Ça n’arrive presque jamais qu’il me précède dans la chambre et s’endorme. Je suis seule dans le salon et je lutte contre le sommeil pour faire durer cette solitude, je l’ai trop rarement vécue. Je me rappelle que ma mère, qui était un véritable animal social, qui recevait sans cesse, papotait, passait des heures au téléphone, nous avait déclaré qu’elle aspirait à une plus grande solitude, pourquoi pas une retraite en couvent. Nous, les enfants, avions ri, incrédules, mais aujourd’hui, je mesure cette nécessité de parfois s’absenter aux autres. Maintenant, j’entends la pluie.

lancement

Cette semaine le journal se met entre parenthèses (un pèlerinage familial avec l’entrée au 13 rue Becaria puis passage Corbera — les filles à la maison, comme des vacances — une apparition réjouissante à la gravure — rencontrer lors d’une dînette la fille de coopérants née à Alger en 1967 —  réimpression de quelques volumes de Comanche — deux heures au café avec Marine pour faire un peu plus connaissance — être la cible d’un virus qui me met KO).

Ça n’empêche qu’aujourd’hui je suis très émue d’annoncer le lancement de Fugue pour visage,  le poème de Marine Riguet paru chez MaelstrÖm ReEvolution. Ça se passe jeudi 20 mars, à la librairie le Delta à 19h00. 
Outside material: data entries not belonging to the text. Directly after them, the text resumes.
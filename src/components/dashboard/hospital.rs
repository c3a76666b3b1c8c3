//! Hospital dashboard: the appointment queue and the inbound emergency feed.

use super::{
    empty_state, handle_logout_dialog, header_row, highlight_style, logout_dialog, panel,
    render_chrome, Notice,
};
use crate::components::dialog::ConfirmDialog;
use crate::components::{status_style, step_selection, theme, Dashboard, DashboardAction};
use crate::models::{Consultation, ConsultationStatus, Identity};
use crate::store::{Command, EntityStore};
use crate::tui::Frame;
use crate::utils::{clock_time, format_currency};
use anyhow::Result;
use crossterm::event::{KeyCode, KeyEvent};
use ratatui::{
    prelude::*,
    widgets::{Cell, Row, Table, TableState},
};

const RECEIVING_UNIT: &str = "Apollo ER";

#[derive(Debug, Clone, Copy, PartialEq, Eq)]
enum HospitalTab {
    Appointments,
    EmergencyFeed,
}

pub struct HospitalDashboard {
    identity: Identity,
    tab: HospitalTab,
    table_state: TableState,
    logout: ConfirmDialog,
    notice: Notice,
}

impl HospitalDashboard {
    pub fn new(identity: Identity) -> Self {
        Self {
            identity,
            tab: HospitalTab::Appointments,
            table_state: TableState::default().with_selected(Some(0)),
            logout: logout_dialog(),
            notice: Notice::default(),
        }
    }

    fn selected_request<'a>(&self, pending: &[&'a Consultation]) -> Option<&'a Consultation> {
        if pending.is_empty() {
            return None;
        }
        let index = self.table_state.selected().unwrap_or(0).min(pending.len() - 1);
        Some(pending[index])
    }

    fn review(&self, store: &EntityStore, status: ConsultationStatus) -> Option<DashboardAction> {
        let pending = store.pending_consultations();
        self.selected_request(&pending).map(|c| {
            DashboardAction::Apply(Command::ReviewConsultation {
                id: c.id.clone(),
                status,
            })
        })
    }

    fn render_appointments(&self, frame: &mut Frame, area: Rect, store: &EntityStore) {
        let pending = store.pending_consultations();
        let title = Line::from(vec![
            Span::raw(" Appointment Requests "),
            Span::styled(
                format!(" {} Pending ", pending.len()),
                Style::default()
                    .fg(theme::BACKGROUND)
                    .bg(theme::WARNING)
                    .add_modifier(Modifier::BOLD),
            ),
            Span::raw(" "),
        ]);
        let block = panel(title);

        if pending.is_empty() {
            frame.render_widget(
                empty_state("All caught up! No pending appointments.", "").block(block),
                area,
            );
            return;
        }

        let rows = pending.iter().map(|c| {
            Row::new(vec![
                Cell::from(c.patient_name.clone()),
                Cell::from(c.date.to_string()),
                Cell::from(c.kind.label()),
                Cell::from(c.symptoms.clone()),
                Cell::from(c.hospital_name.clone()),
                Cell::from(format_currency(c.amount)),
            ])
        });
        let table = Table::new(
            rows,
            [
                Constraint::Percentage(18),
                Constraint::Percentage(14),
                Constraint::Percentage(12),
                Constraint::Percentage(26),
                Constraint::Percentage(18),
                Constraint::Percentage(12),
            ],
        )
        .header(header_row(&["Patient", "Date", "Type", "Symptoms", "Hospital", "Fee"]))
        .block(block)
        .row_highlight_style(highlight_style())
        .highlight_symbol("► ");

        let mut state = self.table_state.clone();
        if state.selected().is_some_and(|i| i >= pending.len()) {
            state.select(Some(pending.len() - 1));
        }
        frame.render_stateful_widget(table, area, &mut state);
    }

    fn render_emergencies(&self, frame: &mut Frame, area: Rect, store: &EntityStore) {
        let inbound = store.active_emergencies();
        let block = panel(Line::from(Span::styled(
            " Live Emergency Feed ",
            Style::default()
                .fg(theme::DANGER)
                .add_modifier(Modifier::BOLD),
        )));

        if inbound.is_empty() {
            frame.render_widget(
                empty_state("No active emergencies.", "Inbound transports will appear here.")
                    .block(block),
                area,
            );
            return;
        }

        let rows = inbound.iter().map(|r| {
            Row::new(vec![
                Cell::from(Span::styled(
                    format!("Inbound {}", r.vehicle),
                    Style::default()
                        .fg(theme::DANGER)
                        .add_modifier(Modifier::BOLD),
                )),
                Cell::from(r.patient_name.clone()),
                Cell::from(clock_time(r.request_time)),
                Cell::from(format!("{} mins", r.eta_minutes)),
                Cell::from(r.driver_name.clone().unwrap_or_else(|| "Unassigned".to_string())),
                Cell::from(RECEIVING_UNIT),
                Cell::from(Span::styled(r.status.to_string(), status_style(&r.status.to_string()))),
            ])
        });
        let table = Table::new(
            rows,
            [
                Constraint::Percentage(18),
                Constraint::Percentage(16),
                Constraint::Percentage(10),
                Constraint::Percentage(10),
                Constraint::Percentage(16),
                Constraint::Percentage(14),
                Constraint::Percentage(16),
            ],
        )
        .header(header_row(&[
            "Unit", "Patient", "Called", "ETA", "Driver", "Destination", "Status",
        ]))
        .block(block);
        frame.render_widget(table, area);
    }
}

impl Dashboard for HospitalDashboard {
    fn handle_input(
        &mut self,
        key: KeyEvent,
        store: &EntityStore,
    ) -> Result<Option<DashboardAction>> {
        if let Some(action) = handle_logout_dialog(&mut self.logout, key) {
            return Ok(action);
        }

        match key.code {
            KeyCode::Esc => self.logout.show(),
            KeyCode::Tab | KeyCode::BackTab => {
                self.tab = match self.tab {
                    HospitalTab::Appointments => HospitalTab::EmergencyFeed,
                    HospitalTab::EmergencyFeed => HospitalTab::Appointments,
                };
            }
            KeyCode::Down | KeyCode::Up if self.tab == HospitalTab::Appointments => {
                let len = store.pending_consultations().len();
                let next = step_selection(self.table_state.selected(), len, key.code == KeyCode::Down);
                self.table_state.select(next.or(Some(0)));
            }
            KeyCode::Char('a') | KeyCode::Char('A') if self.tab == HospitalTab::Appointments => {
                return Ok(self.review(store, ConsultationStatus::Confirmed));
            }
            KeyCode::Char('d') | KeyCode::Char('D') if self.tab == HospitalTab::Appointments => {
                return Ok(self.review(store, ConsultationStatus::Cancelled));
            }
            _ => {}
        }
        Ok(None)
    }

    fn render(&self, frame: &mut Frame, store: &EntityStore) {
        let tabs = vec![
            format!("Appointments ({})", store.pending_consultations().len()),
            format!("Emergency Feed ({})", store.active_emergencies().len()),
        ];
        let (selected, help) = match self.tab {
            HospitalTab::Appointments => (
                0,
                "↑↓: Select | A: Accept Patient | D: Decline | Tab: Emergency Feed | Esc: Logout",
            ),
            HospitalTab::EmergencyFeed => (1, "Tab: Appointments | Esc: Logout"),
        };
        let body = render_chrome(
            frame,
            "MedX Hospital Portal",
            &self.identity,
            &tabs,
            selected,
            help,
            &self.notice,
        );

        match self.tab {
            HospitalTab::Appointments => self.render_appointments(frame, body, store),
            HospitalTab::EmergencyFeed => self.render_emergencies(frame, body, store),
        }

        self.logout.render(frame);
    }

    fn report_error(&mut self, message: String) {
        self.notice.set(message);
    }

    fn tick(&mut self) {
        self.notice.check_timeout();
    }
}

#[cfg(test)]
mod tests {
    use super::*;
    use crate::components::testing::render_to_text;
    use crate::models::{ConsultationType, Role, VehicleType};
    use crate::store::{NewConsultation, NewRide};
    use crossterm::event::KeyModifiers;
    use time::macros::date;

    fn key(code: KeyCode) -> KeyEvent {
        KeyEvent::new(code, KeyModifiers::NONE)
    }

    fn identity(id: &str, name: &str, role: Role) -> Identity {
        Identity {
            id: id.to_string(),
            display_name: name.to_string(),
            email: format!("{id}@medx.test"),
            role,
        }
    }

    fn store_with_two_bookings() -> (EntityStore, Vec<String>) {
        let mut store = EntityStore::new();
        let patient = identity("p1", "Asha", Role::Patient);
        let ids = ["fever", "rash"]
            .iter()
            .map(|symptoms| {
                store
                    .add_consultation(
                        &patient,
                        NewConsultation {
                            hospital_id: "h1".to_string(),
                            date: date!(2024 - 02 - 01),
                            symptoms: symptoms.to_string(),
                            kind: ConsultationType::Audio,
                        },
                    )
                    .unwrap()
                    .id
                    .clone()
            })
            .collect();
        (store, ids)
    }

    #[test]
    fn accept_and_decline_target_the_selected_row() {
        let (store, ids) = store_with_two_bookings();
        let mut dashboard = HospitalDashboard::new(identity("h-staff", "Front Desk", Role::Hospital));

        assert_eq!(
            dashboard.handle_input(key(KeyCode::Char('a')), &store).unwrap(),
            Some(DashboardAction::Apply(Command::ReviewConsultation {
                id: ids[0].clone(),
                status: ConsultationStatus::Confirmed,
            }))
        );

        dashboard.handle_input(key(KeyCode::Down), &store).unwrap();
        assert_eq!(
            dashboard.handle_input(key(KeyCode::Char('d')), &store).unwrap(),
            Some(DashboardAction::Apply(Command::ReviewConsultation {
                id: ids[1].clone(),
                status: ConsultationStatus::Cancelled,
            }))
        );
    }

    #[test]
    fn nothing_to_review_in_an_empty_queue() {
        let store = EntityStore::with_demo_data();
        let mut dashboard = HospitalDashboard::new(identity("h-staff", "Front Desk", Role::Hospital));
        assert_eq!(
            dashboard.handle_input(key(KeyCode::Char('a')), &store).unwrap(),
            None
        );
        let screen = render_to_text(120, 30, |frame| dashboard.render(frame, &store));
        assert!(screen.contains("All caught up! No pending appointments."));
    }

    #[test]
    fn selection_is_clamped_after_the_queue_shrinks() {
        let (mut store, ids) = store_with_two_bookings();
        let mut dashboard = HospitalDashboard::new(identity("h-staff", "Front Desk", Role::Hospital));
        dashboard.handle_input(key(KeyCode::Down), &store).unwrap();
        store
            .update_consultation_status(&ids[1], ConsultationStatus::Confirmed)
            .unwrap();

        assert_eq!(
            dashboard.handle_input(key(KeyCode::Char('a')), &store).unwrap(),
            Some(DashboardAction::Apply(Command::ReviewConsultation {
                id: ids[0].clone(),
                status: ConsultationStatus::Confirmed,
            }))
        );
    }

    #[test]
    fn emergency_feed_shows_inbound_rides() {
        let mut store = EntityStore::new();
        store.add_ride(
            &identity("p1", "Asha", Role::Patient),
            NewRide {
                vehicle: VehicleType::Ambulance,
            },
        );
        let mut dashboard = HospitalDashboard::new(identity("h-staff", "Front Desk", Role::Hospital));
        dashboard.handle_input(key(KeyCode::Tab), &store).unwrap();

        let screen = render_to_text(140, 30, |frame| dashboard.render(frame, &store));
        assert!(screen.contains("Inbound Ambulance"));
        assert!(screen.contains("Asha"));
        assert!(screen.contains("Apollo ER"));
    }
}
impl PatientDashboard {
    pub fn new(identity: Identity) -> Self {
        let greeting = ChatMessage::greeting(&identity.display_name);
        Self {
            identity,
            tab: PatientTab::Assistant,
            messages: vec![greeting],
            input: String::new(),
            loading: false,
            form: None,
            list_state: TableState::default(),
            logout: logout_dialog(),
            notice: Notice::default(),
        }
    }

    pub fn tab(&self) -> PatientTab {
        self.tab
    }

    pub fn messages(&self) -> &[ChatMessage] {
        &self.messages
    }

    pub fn is_form_open(&self) -> bool {
        self.form.is_some()
    }

    /// Appends the assistant's reply to a triage request.
    pub fn receive_report(&mut self, report: &TriageReport) {
        self.messages.push(ChatMessage::from_report(report));
        self.loading = false;
    }

    /// Flow suggested by the latest assistant reply, if it carries one.
    pub fn suggested_flow(&self) -> Option<PatientFlow> {
        self.messages
            .iter()
            .rev()
            .find(|m| m.sender == Sender::Assistant)
            .and_then(|m| m.severity)
            .and_then(PatientFlow::for_severity)
    }

    fn open_flow(&mut self, flow: PatientFlow) {
        match flow {
            PatientFlow::BookConsultation => self.open_booking(),
            PatientFlow::EmergencyDispatch => self.open_emergency(),
        }
    }

    fn open_booking(&mut self) {
        self.tab = PatientTab::Consultations;
        self.form = Some(PatientForm::Booking(BookingForm::new(today())));
    }

    fn open_emergency(&mut self) {
        self.tab = PatientTab::Emergency;
        self.form = Some(PatientForm::Emergency(EmergencyForm::new()));
    }

    fn switch_tab(&mut self, forward: bool) {
        let index = PatientTab::ALL
            .iter()
            .position(|t| *t == self.tab)
            .unwrap_or(0);
        let next = step_selection(Some(index), PatientTab::ALL.len(), forward).unwrap_or(0);
        self.tab = PatientTab::ALL[next];
        self.list_state = TableState::default();
    }

    fn handle_form_input(&mut self, key: KeyEvent) -> Option<DashboardAction> {
        let event = match self.form.as_mut()? {
            PatientForm::Booking(form) => form.handle_input(key),
            PatientForm::Emergency(form) => form.handle_input(key),
        };
        match event? {
            FormEvent::Back => {
                self.form = None;
                None
            }
            FormEvent::Submit(command) => {
                self.form = None;
                Some(DashboardAction::Apply(command))
            }
        }
    }

    fn send_message(&mut self) -> Option<DashboardAction> {
        let text = self.input.trim().to_string();
        if self.loading || text.is_empty() {
            return None;
        }
        self.messages.push(ChatMessage::from_patient(text.clone()));
        self.input.clear();
        self.loading = true;
        Some(DashboardAction::Analyze(text))
    }

    fn quick_order() -> Command {
        Command::PlaceOrder(NewOrder {
            items: QUICK_PRESCRIPTION.iter().map(|s| s.to_string()).collect(),
            total_amount: QUICK_PRESCRIPTION_TOTAL,
        })
    }

    fn scroll(&mut self, len: usize, forward: bool) {
        let next = step_selection(self.list_state.selected(), len, forward);
        self.list_state.select(next);
    }

    fn render_assistant(&self, frame: &mut Frame, area: Rect) {
        let layout = Layout::default()
            .direction(Direction::Vertical)
            .constraints([Constraint::Min(5), Constraint::Length(1), Constraint::Length(3)])
            .split(area);

        let block = panel(" MedX AI Assistant ");
        let inner = block.inner(layout[0]);
        let width = inner.width.max(1) as usize;

        let mut lines: Vec<Line> = Vec::new();
        for message in self.messages() {
            let (who, color, alignment) = match message.sender {
                Sender::Patient => ("You", theme::DANGER, Alignment::Right),
                Sender::Assistant => ("MedX AI", theme::ACCENT, Alignment::Left),
            };
            let mut header = vec![
                Span::styled(who, Style::default().fg(color).add_modifier(Modifier::BOLD)),
                Span::styled(
                    format!("  {}", clock_time(message.timestamp)),
                    Style::default().fg(theme::HELP),
                ),
            ];
            if let Some(severity) = message.severity {
                header.push(Span::raw("  "));
                header.push(Span::styled(
                    format!("[{}]", severity.to_string().to_uppercase()),
                    severity_style(severity),
                ));
            }
            lines.push(Line::from(header).alignment(alignment));
            for text_line in message.text.lines() {
                lines.push(
                    Line::from(Span::styled(
                        text_line.to_string(),
                        Style::default().fg(theme::TEXT),
                    ))
                    .alignment(alignment),
                );
            }
            lines.push(Line::from(""));
        }
        if self.loading {
            lines.push(Line::from(Span::styled(
                "MedX AI is analyzing • • •",
                Style::default()
                    .fg(theme::HELP)
                    .add_modifier(Modifier::ITALIC),
            )));
        }

        let wrapped: usize = lines
            .iter()
            .map(|l| l.width().max(1).div_ceil(width))
            .sum();
        let scroll = wrapped.saturating_sub(inner.height as usize) as u16;

        frame.render_widget(
            Paragraph::new(lines)
                .block(block)
                .wrap(Wrap { trim: false })
                .scroll((scroll, 0)),
            layout[0],
        );

        if let Some(flow) = self.suggested_flow() {
            let style = match flow {
                PatientFlow::EmergencyDispatch => Style::default()
                    .fg(theme::DANGER)
                    .add_modifier(Modifier::BOLD),
                PatientFlow::BookConsultation => Style::default()
                    .fg(theme::INFO)
                    .add_modifier(Modifier::BOLD),
            };
            frame.render_widget(
                Paragraph::new(Span::styled(format!("F2: {}", flow.label()), style))
                    .alignment(Alignment::Center),
                layout[1],
            );
        }

        let input = Paragraph::new(if self.input.is_empty() {
            Span::styled("Describe your symptoms...", Style::default().fg(theme::HELP))
        } else {
            Span::styled(self.input.as_str(), Style::default().fg(theme::TEXT))
        })
        .block(
            Block::default()
                .borders(Borders::ALL)
                .border_type(BorderType::Rounded)
                .border_style(Style::default().fg(if self.loading {
                    theme::BORDER
                } else {
                    Color::Cyan
                })),
        );
        frame.render_widget(input, layout[2]);
    }

    fn render_consultations(&self, frame: &mut Frame, area: Rect, store: &EntityStore) {
        let mine = store.consultations_for(&self.identity.id);
        let block = panel(" Your Consultations ");
        if mine.is_empty() {
            frame.render_widget(
                empty_state("No consultations found.", "Press N to book one.").block(block),
                area,
            );
            return;
        }

        let rows = mine.iter().map(|c| {
            Row::new(vec![
                Cell::from(c.doctor_name.clone()),
                Cell::from(c.hospital_name.clone()),
                Cell::from(c.kind.label()),
                Cell::from(c.date.to_string()),
                Cell::from(Span::styled(c.status.to_string(), status_style(&c.status.to_string()))),
                Cell::from(format_currency(c.amount)),
            ])
        });
        let table = Table::new(
            rows,
            [
                Constraint::Percentage(22),
                Constraint::Percentage(22),
                Constraint::Percentage(12),
                Constraint::Percentage(14),
                Constraint::Percentage(15),
                Constraint::Percentage(15),
            ],
        )
        .header(header_row(&["Doctor", "Hospital", "Type", "Date", "Status", "Amount"]))
        .block(block)
        .row_highlight_style(highlight_style())
        .highlight_symbol("► ");
        frame.render_stateful_widget(table, area, &mut self.list_state.clone());
    }

    fn render_rides(&self, frame: &mut Frame, area: Rect, store: &EntityStore) {
        let mine = store.rides_for(&self.identity.id);
        let block = panel(" Emergency Rides ");
        if mine.is_empty() {
            frame.render_widget(
                empty_state("No ride history.", "Press N to request emergency transport.")
                    .block(block),
                area,
            );
            return;
        }

        let rows = mine.iter().map(|r| {
            Row::new(vec![
                Cell::from(format!("{} Request", r.vehicle)),
                Cell::from(clock_time(r.request_time)),
                Cell::from(format!("{} → {}", r.pickup_location, r.drop_location)),
                Cell::from(r.driver_name.clone().unwrap_or_else(|| "-".to_string())),
                Cell::from(format!("{}m", r.eta_minutes)),
                Cell::from(Span::styled(r.status.to_string(), status_style(&r.status.to_string()))),
            ])
        });
        let table = Table::new(
            rows,
            [
                Constraint::Percentage(16),
                Constraint::Percentage(9),
                Constraint::Percentage(40),
                Constraint::Percentage(14),
                Constraint::Percentage(7),
                Constraint::Percentage(14),
            ],
        )
        .header(header_row(&["Vehicle", "Time", "Route", "Driver", "ETA", "Status"]))
        .block(block)
        .row_highlight_style(highlight_style())
        .highlight_symbol("► ");
        frame.render_stateful_widget(table, area, &mut self.list_state.clone());
    }

    fn render_pharmacy(&self, frame: &mut Frame, area: Rect, store: &EntityStore) {
        let columns = Layout::default()
            .direction(Direction::Horizontal)
            .constraints([Constraint::Percentage(45), Constraint::Percentage(55)])
            .spacing(2)
            .split(area);

        let mut card = vec![
            Line::from(Span::styled(
                "Instantly order medicines prescribed in your last consultation.",
                Style::default().fg(theme::TEXT_DIM),
            )),
            Line::from(""),
            Line::from(Span::styled(
                "Prescription #8839",
                Style::default()
                    .fg(theme::TEXT)
                    .add_modifier(Modifier::BOLD),
            )),
        ];
        for item in QUICK_PRESCRIPTION {
            card.push(Line::from(Span::styled(
                format!("  • {item}"),
                Style::default().fg(theme::TEXT_DIM),
            )));
        }
        card.push(Line::from(""));
        card.push(Line::from(vec![
            Span::styled("Total Bill  ", Style::default().fg(theme::HELP)),
            Span::styled(
                format_currency(QUICK_PRESCRIPTION_TOTAL),
                Style::default()
                    .fg(theme::TEXT)
                    .add_modifier(Modifier::BOLD),
            ),
        ]));
        card.push(Line::from(""));
        card.push(Line::from(Span::styled(
            " Order Now ",
            Style::default()
                .fg(theme::BACKGROUND)
                .bg(Color::Rgb(180, 160, 250))
                .add_modifier(Modifier::BOLD),
        )));
        frame.render_widget(
            Paragraph::new(card)
                .block(panel(" Quick Prescription Order ").padding(Padding::horizontal(2)))
                .wrap(Wrap { trim: true }),
            columns[0],
        );

        let mine = store.orders_for(&self.identity.id);
        let block = panel(" Recent Orders ");
        if mine.is_empty() {
            frame.render_widget(
                empty_state("No past orders found", "").block(block),
                columns[1],
            );
            return;
        }
        let rows = mine.iter().map(|o| {
            Row::new(vec![
                Cell::from(format!("{} Items", o.items.len())),
                Cell::from(o.date.date().to_string()),
                Cell::from(Span::styled(o.status.to_string(), status_style(&o.status.to_string()))),
                Cell::from(format_currency(o.total_amount)),
            ])
        });
        let table = Table::new(
            rows,
            [
                Constraint::Percentage(25),
                Constraint::Percentage(30),
                Constraint::Percentage(22),
                Constraint::Percentage(23),
            ],
        )
        .header(header_row(&["Items", "Date", "Status", "Total"]))
        .block(block);
        frame.render_widget(table, columns[1]);
    }
}
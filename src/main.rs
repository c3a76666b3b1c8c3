mod app;
mod auth;
mod components;
mod config;
mod db;
mod gate;
mod models;
mod router;
mod store;
mod triage;
mod tui;
mod utils;

use anyhow::{Context, Result};
use app::App;
use auth::LocalIdentityProvider;
use config::AppConfig;
use crossterm::{
    event::DisableMouseCapture,
    terminal::{self, LeaveAlternateScreen},
};
use db::SqliteStore;
use ratatui::prelude::{CrosstermBackend, Terminal};
use std::fs::OpenOptions;
use std::io;
use std::sync::{Arc, Mutex};
use tracing_subscriber::EnvFilter;
use triage::{GeminiClient, TriageAdvisor};
use tui::Tui;

fn main() -> Result<()> {
    let config = AppConfig::from_env();
    init_tracing(&config)?;
    tracing::info!("{} starting v{}", config::APP_NAME, config::APP_VERSION);

    let _guard = CleanupGuard;

    let documents = SqliteStore::open(&config.db_path)
        .with_context(|| format!("opening {}", config.db_path.display()))?;
    let model = GeminiClient::new(
        &config.triage_base_url,
        &config.triage_model,
        &config.triage_api_key,
        config.triage_timeout_secs,
    )?;
    let advisor = Arc::new(TriageAdvisor::new(Box::new(model)));

    let mut terminal = Terminal::new(CrosstermBackend::new(io::stdout()))?;
    terminal.clear()?;

    let mut tui = Tui::new(terminal, config.tick_rate_hz);
    tui.init()?;

    let mut app = App::new(
        Box::new(LocalIdentityProvider::new()),
        Box::new(documents),
        advisor,
        config.single_session,
    );
    let res = app.run(&mut tui);

    tui.exit()?;

    if let Err(e) = res {
        tracing::error!(error = %e, "application error");
        eprintln!("Application Error: {e}");
    }
    tracing::info!("{} stopped", config::APP_NAME);
    Ok(())
}

/// Sends tracing output to the log file; the terminal belongs to the UI.
fn init_tracing(config: &AppConfig) -> Result<()> {
    let file = OpenOptions::new()
        .create(true)
        .append(true)
        .open(&config.log_file)
        .with_context(|| format!("opening log file {}", config.log_file.display()))?;

    let filter = EnvFilter::try_new(&config.log_filter)
        .unwrap_or_else(|_| EnvFilter::new(config::default_log_filter()));

    tracing_subscriber::fmt()
        .with_env_filter(filter)
        .with_writer(Mutex::new(file))
        .with_ansi(false)
        .init();
    Ok(())
}

struct CleanupGuard;

impl Drop for CleanupGuard {
    fn drop(&mut self) {
        // Ignore errors during cleanup
        let _ = terminal::disable_raw_mode();
        let _ = crossterm::execute!(io::stdout(), LeaveAlternateScreen, DisableMouseCapture);
    }
}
Marine m’a fait le bonheur de choisir un de mes cyanotypes pour illustrer la couverture de son livre. Lors de la soirée Marine en lira un extrait, entourée d’un work in progress de mes cyanotypes, et nous parlerons de la perte, du tâtonnement, du trouble, du paysage.

Je serais très heureuse de vous y retrouver.

des images en suspens

On marche vers La Villette, sous le ciel bleu promis et un vent frais. Après le déjeuner d’anniversaire on traverse le cimetière de Pantin, plusieurs parties sont très endommagées, des tombes effondrées. Le cimetière est immense, on a du mal à en apercevoir les limites. En sortant nous croisons deux femmes, la plus âgée à la plus jeune, Ça finit toujours comme ça les tombes, on les abandonne.

Pour m’indiquer le chemin elle m’avait dit que je devais me laisser guider par la lumière du mimosa. Sa terrasse est couverte de plantes, nous buvons un thé vert, nous partageons les patisseries que j’ai apportées. Nous avons une discussion profonde bien que nous nous connaissions à peine. Nous sommes interrompues par l’appel heureux de Nina après sa soutenance. Avant que je parte, A me coupe quelques branches du mimosa, sur le chemin du retour le bouquet danse dans le panier du Vélib, libère son parfum sucré.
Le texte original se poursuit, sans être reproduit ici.